------ Source records ------

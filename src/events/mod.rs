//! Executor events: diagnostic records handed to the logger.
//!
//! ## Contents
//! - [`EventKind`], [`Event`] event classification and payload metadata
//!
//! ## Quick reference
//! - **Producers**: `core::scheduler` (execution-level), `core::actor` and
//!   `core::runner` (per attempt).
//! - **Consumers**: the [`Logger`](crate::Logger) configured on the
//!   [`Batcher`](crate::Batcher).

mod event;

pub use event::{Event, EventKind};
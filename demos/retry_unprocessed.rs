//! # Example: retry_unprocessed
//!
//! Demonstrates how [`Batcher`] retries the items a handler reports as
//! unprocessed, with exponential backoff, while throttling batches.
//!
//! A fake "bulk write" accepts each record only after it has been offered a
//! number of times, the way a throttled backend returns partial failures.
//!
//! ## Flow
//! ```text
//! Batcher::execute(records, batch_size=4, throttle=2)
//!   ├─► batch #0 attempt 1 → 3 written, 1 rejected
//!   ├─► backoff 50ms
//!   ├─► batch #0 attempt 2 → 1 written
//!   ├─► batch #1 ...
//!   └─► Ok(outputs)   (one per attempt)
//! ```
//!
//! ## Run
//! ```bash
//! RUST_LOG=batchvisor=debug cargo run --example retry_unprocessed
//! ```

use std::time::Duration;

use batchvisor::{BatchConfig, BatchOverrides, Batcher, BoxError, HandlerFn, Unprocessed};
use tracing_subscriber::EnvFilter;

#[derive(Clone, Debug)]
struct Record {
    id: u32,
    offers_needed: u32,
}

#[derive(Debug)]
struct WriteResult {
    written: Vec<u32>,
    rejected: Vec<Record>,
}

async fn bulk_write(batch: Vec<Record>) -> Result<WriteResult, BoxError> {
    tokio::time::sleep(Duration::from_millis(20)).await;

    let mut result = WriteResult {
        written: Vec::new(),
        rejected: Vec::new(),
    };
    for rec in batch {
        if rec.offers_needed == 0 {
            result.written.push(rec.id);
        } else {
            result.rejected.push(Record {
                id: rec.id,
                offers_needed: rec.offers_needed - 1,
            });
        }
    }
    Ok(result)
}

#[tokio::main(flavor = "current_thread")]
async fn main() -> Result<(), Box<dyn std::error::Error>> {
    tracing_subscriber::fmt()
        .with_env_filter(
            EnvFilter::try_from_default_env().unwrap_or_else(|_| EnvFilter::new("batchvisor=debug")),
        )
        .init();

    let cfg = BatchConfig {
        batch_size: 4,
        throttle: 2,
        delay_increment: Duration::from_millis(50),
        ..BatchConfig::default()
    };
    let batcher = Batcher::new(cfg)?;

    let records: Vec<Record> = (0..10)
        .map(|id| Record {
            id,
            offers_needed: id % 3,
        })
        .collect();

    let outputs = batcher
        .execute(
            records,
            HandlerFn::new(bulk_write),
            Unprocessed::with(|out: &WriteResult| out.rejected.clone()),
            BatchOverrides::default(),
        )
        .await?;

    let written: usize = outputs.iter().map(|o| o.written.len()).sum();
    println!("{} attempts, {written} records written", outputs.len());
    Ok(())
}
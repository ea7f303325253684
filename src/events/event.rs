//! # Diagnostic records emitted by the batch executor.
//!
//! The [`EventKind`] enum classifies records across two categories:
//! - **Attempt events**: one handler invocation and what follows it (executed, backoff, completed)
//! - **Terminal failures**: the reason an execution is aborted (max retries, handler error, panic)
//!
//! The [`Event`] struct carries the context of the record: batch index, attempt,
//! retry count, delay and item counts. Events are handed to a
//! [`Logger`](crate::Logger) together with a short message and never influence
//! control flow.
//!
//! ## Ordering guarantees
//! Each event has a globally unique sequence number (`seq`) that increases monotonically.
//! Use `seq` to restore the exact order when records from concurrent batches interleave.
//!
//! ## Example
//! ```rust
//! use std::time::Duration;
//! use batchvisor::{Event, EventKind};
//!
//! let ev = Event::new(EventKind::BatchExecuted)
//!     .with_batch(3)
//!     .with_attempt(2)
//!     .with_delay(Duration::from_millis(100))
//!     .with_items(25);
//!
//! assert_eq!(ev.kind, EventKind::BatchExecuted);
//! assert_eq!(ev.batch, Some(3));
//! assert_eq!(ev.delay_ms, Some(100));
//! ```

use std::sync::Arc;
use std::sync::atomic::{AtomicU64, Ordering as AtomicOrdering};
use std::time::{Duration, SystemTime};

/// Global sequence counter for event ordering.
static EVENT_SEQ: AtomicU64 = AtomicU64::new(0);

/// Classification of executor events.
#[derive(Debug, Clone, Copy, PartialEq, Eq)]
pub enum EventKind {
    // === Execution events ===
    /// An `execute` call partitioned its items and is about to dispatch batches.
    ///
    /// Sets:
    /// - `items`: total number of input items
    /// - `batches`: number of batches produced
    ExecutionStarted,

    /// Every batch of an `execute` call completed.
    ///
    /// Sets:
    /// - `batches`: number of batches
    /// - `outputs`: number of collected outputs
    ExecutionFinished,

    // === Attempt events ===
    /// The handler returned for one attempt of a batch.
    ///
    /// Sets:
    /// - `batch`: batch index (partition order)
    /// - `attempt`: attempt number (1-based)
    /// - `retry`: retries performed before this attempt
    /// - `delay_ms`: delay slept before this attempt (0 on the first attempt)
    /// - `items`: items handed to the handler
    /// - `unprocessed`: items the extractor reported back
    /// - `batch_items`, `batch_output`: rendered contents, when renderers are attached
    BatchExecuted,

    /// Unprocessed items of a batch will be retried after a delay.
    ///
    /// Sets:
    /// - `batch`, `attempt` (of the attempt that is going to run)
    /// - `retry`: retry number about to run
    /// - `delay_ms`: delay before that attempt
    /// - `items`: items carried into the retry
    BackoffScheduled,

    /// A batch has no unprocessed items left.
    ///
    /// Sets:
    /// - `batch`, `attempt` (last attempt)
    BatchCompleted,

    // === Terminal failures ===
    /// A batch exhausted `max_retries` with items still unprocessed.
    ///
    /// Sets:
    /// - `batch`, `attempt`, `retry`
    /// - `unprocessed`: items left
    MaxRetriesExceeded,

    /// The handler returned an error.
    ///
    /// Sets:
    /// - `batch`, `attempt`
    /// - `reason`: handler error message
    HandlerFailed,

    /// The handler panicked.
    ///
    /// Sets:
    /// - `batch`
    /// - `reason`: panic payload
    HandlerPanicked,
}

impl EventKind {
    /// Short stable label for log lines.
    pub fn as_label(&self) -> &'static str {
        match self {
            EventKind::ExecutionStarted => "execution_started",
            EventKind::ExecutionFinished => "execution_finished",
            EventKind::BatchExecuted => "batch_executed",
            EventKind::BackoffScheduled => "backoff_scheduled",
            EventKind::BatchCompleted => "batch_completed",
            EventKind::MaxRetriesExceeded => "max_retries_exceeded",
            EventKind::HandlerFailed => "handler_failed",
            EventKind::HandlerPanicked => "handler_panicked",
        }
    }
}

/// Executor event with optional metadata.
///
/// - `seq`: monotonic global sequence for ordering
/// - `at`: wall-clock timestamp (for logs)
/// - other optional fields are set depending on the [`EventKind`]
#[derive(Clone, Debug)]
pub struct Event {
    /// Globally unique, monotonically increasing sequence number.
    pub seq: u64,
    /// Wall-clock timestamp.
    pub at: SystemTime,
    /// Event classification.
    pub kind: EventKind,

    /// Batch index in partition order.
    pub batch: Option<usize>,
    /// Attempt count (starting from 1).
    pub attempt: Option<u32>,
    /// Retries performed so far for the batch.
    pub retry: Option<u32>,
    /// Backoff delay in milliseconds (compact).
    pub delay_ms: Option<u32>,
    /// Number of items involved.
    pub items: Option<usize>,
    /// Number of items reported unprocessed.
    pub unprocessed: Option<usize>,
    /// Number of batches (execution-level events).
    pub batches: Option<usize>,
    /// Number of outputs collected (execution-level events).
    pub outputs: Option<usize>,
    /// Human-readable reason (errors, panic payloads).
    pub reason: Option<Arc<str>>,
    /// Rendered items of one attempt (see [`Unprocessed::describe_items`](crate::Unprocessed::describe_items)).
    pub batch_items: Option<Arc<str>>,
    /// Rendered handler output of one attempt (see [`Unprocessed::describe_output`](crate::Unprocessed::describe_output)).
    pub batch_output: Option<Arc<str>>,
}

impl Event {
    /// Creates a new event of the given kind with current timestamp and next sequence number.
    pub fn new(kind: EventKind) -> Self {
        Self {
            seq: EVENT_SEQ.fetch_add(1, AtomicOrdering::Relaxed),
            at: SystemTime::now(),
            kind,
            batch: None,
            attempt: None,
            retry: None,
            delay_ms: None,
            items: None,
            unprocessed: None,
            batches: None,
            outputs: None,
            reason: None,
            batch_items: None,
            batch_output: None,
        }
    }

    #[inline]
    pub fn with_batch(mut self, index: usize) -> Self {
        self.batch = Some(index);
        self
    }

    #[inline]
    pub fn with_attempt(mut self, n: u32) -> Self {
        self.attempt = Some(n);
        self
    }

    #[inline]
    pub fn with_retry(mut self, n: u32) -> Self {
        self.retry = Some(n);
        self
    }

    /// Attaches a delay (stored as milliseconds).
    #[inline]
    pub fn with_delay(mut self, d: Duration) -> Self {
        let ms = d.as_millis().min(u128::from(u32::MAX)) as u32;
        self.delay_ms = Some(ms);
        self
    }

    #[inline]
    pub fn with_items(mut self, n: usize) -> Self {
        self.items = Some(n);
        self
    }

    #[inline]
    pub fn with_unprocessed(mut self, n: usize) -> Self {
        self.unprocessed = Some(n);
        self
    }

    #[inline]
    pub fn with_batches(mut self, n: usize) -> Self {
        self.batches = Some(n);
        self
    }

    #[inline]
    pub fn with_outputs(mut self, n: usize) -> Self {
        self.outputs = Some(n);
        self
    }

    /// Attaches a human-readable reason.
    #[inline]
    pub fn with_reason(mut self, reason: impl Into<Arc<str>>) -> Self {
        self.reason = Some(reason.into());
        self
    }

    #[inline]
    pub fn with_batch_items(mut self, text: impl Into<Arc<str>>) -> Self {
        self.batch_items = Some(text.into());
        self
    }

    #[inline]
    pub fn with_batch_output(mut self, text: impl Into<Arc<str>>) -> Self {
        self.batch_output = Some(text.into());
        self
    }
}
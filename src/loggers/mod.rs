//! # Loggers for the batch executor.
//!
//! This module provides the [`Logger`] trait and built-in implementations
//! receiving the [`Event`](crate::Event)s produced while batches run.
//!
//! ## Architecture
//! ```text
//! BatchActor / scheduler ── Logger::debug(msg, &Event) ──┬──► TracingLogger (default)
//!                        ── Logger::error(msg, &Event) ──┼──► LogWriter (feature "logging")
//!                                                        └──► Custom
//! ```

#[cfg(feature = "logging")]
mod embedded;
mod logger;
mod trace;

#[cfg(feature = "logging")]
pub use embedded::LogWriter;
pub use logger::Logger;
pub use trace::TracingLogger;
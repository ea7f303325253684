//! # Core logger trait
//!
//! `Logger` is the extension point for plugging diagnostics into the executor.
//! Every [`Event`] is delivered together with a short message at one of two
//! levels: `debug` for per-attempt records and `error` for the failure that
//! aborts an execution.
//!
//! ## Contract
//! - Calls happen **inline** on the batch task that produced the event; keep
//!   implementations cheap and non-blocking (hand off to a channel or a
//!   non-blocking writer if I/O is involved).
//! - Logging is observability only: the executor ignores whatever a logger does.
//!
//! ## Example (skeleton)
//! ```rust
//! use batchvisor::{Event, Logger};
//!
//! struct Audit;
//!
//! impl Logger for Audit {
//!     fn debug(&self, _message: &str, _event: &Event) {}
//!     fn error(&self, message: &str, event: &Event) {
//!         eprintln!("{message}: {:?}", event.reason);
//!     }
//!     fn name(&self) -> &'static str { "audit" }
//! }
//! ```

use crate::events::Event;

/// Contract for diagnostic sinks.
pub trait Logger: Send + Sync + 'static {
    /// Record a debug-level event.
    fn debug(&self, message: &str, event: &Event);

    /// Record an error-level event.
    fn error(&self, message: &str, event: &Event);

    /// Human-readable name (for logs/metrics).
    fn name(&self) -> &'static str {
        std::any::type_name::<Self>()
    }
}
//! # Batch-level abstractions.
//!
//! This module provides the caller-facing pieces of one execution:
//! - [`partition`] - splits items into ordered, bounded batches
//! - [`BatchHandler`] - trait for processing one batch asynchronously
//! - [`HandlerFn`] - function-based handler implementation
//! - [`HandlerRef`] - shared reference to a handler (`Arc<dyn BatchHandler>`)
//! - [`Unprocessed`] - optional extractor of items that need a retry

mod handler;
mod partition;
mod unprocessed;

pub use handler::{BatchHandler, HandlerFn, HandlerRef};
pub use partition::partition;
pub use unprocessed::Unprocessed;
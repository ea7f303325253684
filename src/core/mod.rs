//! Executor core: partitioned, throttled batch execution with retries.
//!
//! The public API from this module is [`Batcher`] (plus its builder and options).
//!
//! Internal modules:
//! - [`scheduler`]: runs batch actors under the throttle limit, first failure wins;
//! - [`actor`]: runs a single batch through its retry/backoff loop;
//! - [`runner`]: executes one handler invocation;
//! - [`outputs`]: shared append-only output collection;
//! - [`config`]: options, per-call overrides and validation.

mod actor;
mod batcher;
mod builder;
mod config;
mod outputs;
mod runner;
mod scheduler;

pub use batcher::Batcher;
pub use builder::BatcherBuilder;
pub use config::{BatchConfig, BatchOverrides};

------

How many lines of the entries above hold the string "based"? Reply with the number alone.

2